# Notebook 3: Neural IR with Bi-Encoders and Cross-Encoders

This notebook covers **Step 3** of the project. We will build a two-stage neural IR system:

1.  **First Stage (Retrieval)**: Use a **bi-encoder** model to efficiently scan the entire corpus. It encodes all documents and queries into a shared vector space and retrieves an initial set of top candidates (e.g., top 100) using a high-speed FAISS index.
2.  **Second Stage (Re-ranking)**: Use a more powerful but slower **cross-encoder** model. This model examines the query and each candidate document *together*, providing a much more accurate relevance score to re-rank the initial set and produce the final results.
3.  **Evaluation**: Apply the same evaluation metrics from Notebook 2 to measure the performance of our neural system.

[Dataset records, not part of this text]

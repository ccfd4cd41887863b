use leptos::prelude::*;

/// Иконка по имени в записи товара (`icone`); неизвестные имена
/// показываются как здание
pub fn icon_for(record_name: &str) -> AnyView {
    let name = match record_name {
        "FaWhatsapp" => "whatsapp",
        "FaEnvelope" => "envelope",
        "FaCut" => "scissors",
        "FaRobot" => "robot",
        "FaCalendarAlt" => "calendar",
        "FaCode" => "code",
        "FaLink" => "link",
        _ => "building",
    };
    icon(name)
}

pub fn icon(name: &str) -> AnyView {
    match name {
        "whatsapp" => view! {
            <svg width="18" height="18" viewBox="0 0 24 24" fill="none" stroke="currentColor" stroke-width="2" stroke-linecap="round" stroke-linejoin="round" aria-hidden="true">
                <path d="M3 21l1.65-3.8A9 9 0 1 1 8.4 20.3z"/>
                <path d="M9 10a.5.5 0 0 0 1 0V9a.5.5 0 0 0-1 0v1a5 5 0 0 0 5 5h1a.5.5 0 0 0 0-1h-1a.5.5 0 0 0 0 1"/>
            </svg>
        }.into_any(),
        "envelope" => view! {
            <svg width="18" height="18" viewBox="0 0 24 24" fill="none" stroke="currentColor" stroke-width="2" stroke-linecap="round" stroke-linejoin="round" aria-hidden="true">
                <rect x="2" y="4" width="20" height="16" rx="2"/>
                <path d="M22 6l-10 7L2 6"/>
            </svg>
        }.into_any(),
        "phone" => view! {
            <svg width="18" height="18" viewBox="0 0 24 24" fill="none" stroke="currentColor" stroke-width="2" stroke-linecap="round" stroke-linejoin="round" aria-hidden="true">
                <path d="M22 16.9v3a2 2 0 0 1-2.2 2 19.8 19.8 0 0 1-8.6-3.1 19.5 19.5 0 0 1-6-6A19.8 19.8 0 0 1 2.1 4.2 2 2 0 0 1 4.1 2h3a2 2 0 0 1 2 1.7c.1.9.4 1.8.7 2.7a2 2 0 0 1-.5 2.1L8 9.8a16 16 0 0 0 6 6l1.3-1.3a2 2 0 0 1 2.1-.4c.9.3 1.8.6 2.7.7a2 2 0 0 1 1.7 2z"/>
            </svg>
        }.into_any(),
        "map-pin" => view! {
            <svg width="18" height="18" viewBox="0 0 24 24" fill="none" stroke="currentColor" stroke-width="2" stroke-linecap="round" stroke-linejoin="round" aria-hidden="true">
                <path d="M21 10c0 7-9 13-9 13s-9-6-9-13a9 9 0 0 1 18 0z"/>
                <circle cx="12" cy="10" r="3"/>
            </svg>
        }.into_any(),
        "instagram" => view! {
            <svg width="18" height="18" viewBox="0 0 24 24" fill="none" stroke="currentColor" stroke-width="2" stroke-linecap="round" stroke-linejoin="round" aria-hidden="true">
                <rect x="2" y="2" width="20" height="20" rx="5"/>
                <path d="M16 11.4A4 4 0 1 1 12.6 8 4 4 0 0 1 16 11.4z"/>
                <path d="M17.5 6.5h.01"/>
            </svg>
        }.into_any(),
        "scissors" => view! {
            <svg width="28" height="28" viewBox="0 0 24 24" fill="none" stroke="currentColor" stroke-width="2" stroke-linecap="round" stroke-linejoin="round" aria-hidden="true">
                <circle cx="6" cy="6" r="3"/>
                <circle cx="6" cy="18" r="3"/>
                <path d="M20 4L8.1 15.9"/>
                <path d="M14.5 14.5L20 20"/>
                <path d="M8.1 8.1L12 12"/>
            </svg>
        }.into_any(),
        "robot" => view! {
            <svg width="28" height="28" viewBox="0 0 24 24" fill="none" stroke="currentColor" stroke-width="2" stroke-linecap="round" stroke-linejoin="round" aria-hidden="true">
                <rect x="3" y="8" width="18" height="12" rx="2"/>
                <path d="M12 8V4"/>
                <circle cx="12" cy="3" r="1"/>
                <path d="M9 13h.01"/>
                <path d="M15 13h.01"/>
                <path d="M9 17h6"/>
            </svg>
        }.into_any(),
        "calendar" => view! {
            <svg width="28" height="28" viewBox="0 0 24 24" fill="none" stroke="currentColor" stroke-width="2" stroke-linecap="round" stroke-linejoin="round" aria-hidden="true">
                <rect x="3" y="4" width="18" height="18" rx="2"/>
                <path d="M16 2v4"/>
                <path d="M8 2v4"/>
                <path d="M3 10h18"/>
            </svg>
        }.into_any(),
        "code" => view! {
            <svg width="28" height="28" viewBox="0 0 24 24" fill="none" stroke="currentColor" stroke-width="2" stroke-linecap="round" stroke-linejoin="round" aria-hidden="true">
                <polyline points="16 18 22 12 16 6"/>
                <polyline points="8 6 2 12 8 18"/>
            </svg>
        }.into_any(),
        "link" => view! {
            <svg width="28" height="28" viewBox="0 0 24 24" fill="none" stroke="currentColor" stroke-width="2" stroke-linecap="round" stroke-linejoin="round" aria-hidden="true">
                <path d="M10 13a5 5 0 0 0 7.5.5l3-3a5 5 0 0 0-7-7l-1.7 1.7"/>
                <path d="M14 11a5 5 0 0 0-7.5-.5l-3 3a5 5 0 0 0 7 7l1.7-1.7"/>
            </svg>
        }.into_any(),
        "building" => view! {
            <svg width="28" height="28" viewBox="0 0 24 24" fill="none" stroke="currentColor" stroke-width="2" stroke-linecap="round" stroke-linejoin="round" aria-hidden="true">
                <path d="M3 22h18"/>
                <path d="M6 22V8l6-5 6 5v14"/>
                <rect x="9" y="13" width="6" height="9"/>
            </svg>
        }.into_any(),
        "bolt" => view! {
            <svg width="28" height="28" viewBox="0 0 24 24" fill="none" stroke="currentColor" stroke-width="2" stroke-linecap="round" stroke-linejoin="round" aria-hidden="true">
                <polygon points="13 2 3 14 12 14 11 22 21 10 12 10 13 2"/>
            </svg>
        }.into_any(),
        "mobile" => view! {
            <svg width="28" height="28" viewBox="0 0 24 24" fill="none" stroke="currentColor" stroke-width="2" stroke-linecap="round" stroke-linejoin="round" aria-hidden="true">
                <rect x="5" y="2" width="14" height="20" rx="2"/>
                <path d="M12 18h.01"/>
            </svg>
        }.into_any(),
        "tools" => view! {
            <svg width="28" height="28" viewBox="0 0 24 24" fill="none" stroke="currentColor" stroke-width="2" stroke-linecap="round" stroke-linejoin="round" aria-hidden="true">
                <path d="M14.7 6.3a1 1 0 0 0 0 1.4l1.6 1.6a1 1 0 0 0 1.4 0l3.8-3.8a6 6 0 0 1-7.9 7.9l-6.9 6.9a2.1 2.1 0 0 1-3-3l6.9-6.9a6 6 0 0 1 7.9-7.9z"/>
            </svg>
        }.into_any(),
        "lightbulb" => view! {
            <svg width="28" height="28" viewBox="0 0 24 24" fill="none" stroke="currentColor" stroke-width="2" stroke-linecap="round" stroke-linejoin="round" aria-hidden="true">
                <path d="M9 18h6"/>
                <path d="M10 22h4"/>
                <path d="M12 2a7 7 0 0 0-4 12.7V17h8v-2.3A7 7 0 0 0 12 2z"/>
            </svg>
        }.into_any(),
        "rocket" => view! {
            <svg width="36" height="36" viewBox="0 0 24 24" fill="none" stroke="currentColor" stroke-width="2" stroke-linecap="round" stroke-linejoin="round" aria-hidden="true">
                <path d="M4.5 16.5c-1.5 1.3-2 5-2 5s3.7-.5 5-2c.7-.8.7-2.1-.1-2.9a2.2 2.2 0 0 0-2.9-.1z"/>
                <path d="M12 15l-3-3a22 22 0 0 1 2-3.9A12.9 12.9 0 0 1 22 2c0 2.7-.8 7.5-6 11a22.4 22.4 0 0 1-4 2z"/>
                <path d="M9 12H4s.6-3 2-4c1.6-1.1 5 0 5 0"/>
                <path d="M12 15v5s3-.6 4-2c1.1-1.6 0-5 0-5"/>
            </svg>
        }.into_any(),
        "cogs" => view! {
            <svg width="28" height="28" viewBox="0 0 24 24" fill="none" stroke="currentColor" stroke-width="2" stroke-linecap="round" stroke-linejoin="round" aria-hidden="true">
                <circle cx="12" cy="12" r="3"/>
                <path d="M19.4 15a1.7 1.7 0 0 0 .3 1.8l.1.1a2 2 0 1 1-2.8 2.8l-.1-.1a1.7 1.7 0 0 0-1.8-.3 1.7 1.7 0 0 0-1 1.5V21a2 2 0 1 1-4 0v-.1a1.7 1.7 0 0 0-1.1-1.5 1.7 1.7 0 0 0-1.8.3l-.1.1a2 2 0 1 1-2.8-2.8l.1-.1a1.7 1.7 0 0 0 .3-1.8 1.7 1.7 0 0 0-1.5-1H3a2 2 0 1 1 0-4h.1a1.7 1.7 0 0 0 1.5-1.1 1.7 1.7 0 0 0-.3-1.8l-.1-.1a2 2 0 1 1 2.8-2.8l.1.1a1.7 1.7 0 0 0 1.8.3H9a1.7 1.7 0 0 0 1-1.5V3a2 2 0 1 1 4 0v.1a1.7 1.7 0 0 0 1 1.5 1.7 1.7 0 0 0 1.8-.3l.1-.1a2 2 0 1 1 2.8 2.8l-.1.1a1.7 1.7 0 0 0-.3 1.8V9a1.7 1.7 0 0 0 1.5 1H21a2 2 0 1 1 0 4h-.1a1.7 1.7 0 0 0-1.5 1z"/>
            </svg>
        }.into_any(),
        "server" => view! {
            <svg width="28" height="28" viewBox="0 0 24 24" fill="none" stroke="currentColor" stroke-width="2" stroke-linecap="round" stroke-linejoin="round" aria-hidden="true">
                <rect x="2" y="2" width="20" height="8" rx="2"/>
                <rect x="2" y="14" width="20" height="8" rx="2"/>
                <path d="M6 6h.01"/>
                <path d="M6 18h.01"/>
            </svg>
        }.into_any(),
        "check" => view! {
            <svg width="16" height="16" viewBox="0 0 24 24" fill="none" stroke="currentColor" stroke-width="3" stroke-linecap="round" stroke-linejoin="round" aria-hidden="true">
                <polyline points="20 6 9 17 4 12"/>
            </svg>
        }.into_any(),
        "eye" => view! {
            <svg width="16" height="16" viewBox="0 0 24 24" fill="none" stroke="currentColor" stroke-width="2" stroke-linecap="round" stroke-linejoin="round" aria-hidden="true">
                <path d="M1 12s4-8 11-8 11 8 11 8-4 8-11 8-11-8-11-8z"/>
                <circle cx="12" cy="12" r="3"/>
            </svg>
        }.into_any(),
        "cart" => view! {
            <svg width="16" height="16" viewBox="0 0 24 24" fill="none" stroke="currentColor" stroke-width="2" stroke-linecap="round" stroke-linejoin="round" aria-hidden="true">
                <circle cx="9" cy="21" r="1"/>
                <circle cx="20" cy="21" r="1"/>
                <path d="M1 1h4l2.68 12.39a2 2 0 0 0 2 1.61h7.72a2 2 0 0 0 2-1.61L23 6H6"/>
            </svg>
        }.into_any(),
        "info" => view! {
            <svg width="16" height="16" viewBox="0 0 24 24" fill="none" stroke="currentColor" stroke-width="2" stroke-linecap="round" stroke-linejoin="round" aria-hidden="true">
                <circle cx="12" cy="12" r="10"/>
                <path d="M12 16v-4"/>
                <path d="M12 8h.01"/>
            </svg>
        }.into_any(),
        "arrow-left" => view! {
            <svg width="16" height="16" viewBox="0 0 24 24" fill="none" stroke="currentColor" stroke-width="2" stroke-linecap="round" stroke-linejoin="round" aria-hidden="true">
                <path d="M19 12H5"/>
                <polyline points="12 19 5 12 12 5"/>
            </svg>
        }.into_any(),
        "arrow-right" => view! {
            <svg width="16" height="16" viewBox="0 0 24 24" fill="none" stroke="currentColor" stroke-width="2" stroke-linecap="round" stroke-linejoin="round" aria-hidden="true">
                <path d="M5 12h14"/>
                <polyline points="12 5 19 12 12 19"/>
            </svg>
        }.into_any(),
        "chevron-left" => view! {
            <svg width="16" height="16" viewBox="0 0 24 24" fill="none" stroke="currentColor" stroke-width="2" stroke-linecap="round" stroke-linejoin="round" aria-hidden="true">
                <polyline points="15 18 9 12 15 6"/>
            </svg>
        }.into_any(),
        "chevron-right" => view! {
            <svg width="16" height="16" viewBox="0 0 24 24" fill="none" stroke="currentColor" stroke-width="2" stroke-linecap="round" stroke-linejoin="round" aria-hidden="true">
                <polyline points="9 18 15 12 9 6"/>
            </svg>
        }.into_any(),
        "chevrons-left" => view! {
            <svg width="16" height="16" viewBox="0 0 24 24" fill="none" stroke="currentColor" stroke-width="2" stroke-linecap="round" stroke-linejoin="round" aria-hidden="true">
                <polyline points="11 17 6 12 11 7"/>
                <polyline points="18 17 13 12 18 7"/>
            </svg>
        }.into_any(),
        "chevrons-right" => view! {
            <svg width="16" height="16" viewBox="0 0 24 24" fill="none" stroke="currentColor" stroke-width="2" stroke-linecap="round" stroke-linejoin="round" aria-hidden="true">
                <polyline points="13 17 18 12 13 7"/>
                <polyline points="6 17 11 12 6 7"/>
            </svg>
        }.into_any(),
        _ => view! {
            <svg width="20" height="20" viewBox="0 0 24 24" fill="none" stroke="currentColor" stroke-width="2" stroke-linecap="round" stroke-linejoin="round" aria-hidden="true">
                <circle cx="12" cy="12" r="10"/>
                <path d="M12 8v4l3 3"/>
            </svg>
        }.into_any(),
    }
}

## 1. Setup and Installation

We'll need the `sentence-transformers` library from Hugging Face for the neural models, `faiss-cpu` for efficient vector search, and `torch` as the backend.

In [1]:
!pip install sentence-transformers faiss-cpu torch pandas

Defaulting to user installation because normal site-packages is not writeable


## 2. Load Processed Data

Let's load the same dataframes we used in the previous notebook. This ensures our evaluation is comparable.

In [2]:
import pandas as pd
import json
import os
import numpy as np
import torch
from tqdm.autonotebook import tqdm

# Check if a GPU is available and set the device
if torch.cuda.is_available():
    device = 'cuda'
    print("Using GPU")
else:
    device = 'cpu'
    print("Using CPU")

DATA_DIR = '../fiqa/processed_data'

# Load data
print("Loading processed data...")
corpus_df = pd.read_pickle(os.path.join(DATA_DIR, 'corpus_processed.pkl'))
queries_df = pd.read_pickle(os.path.join(DATA_DIR, 'queries_processed.pkl'))
qrels_df = pd.read_pickle(os.path.join(DATA_DIR, 'qrels.pkl'))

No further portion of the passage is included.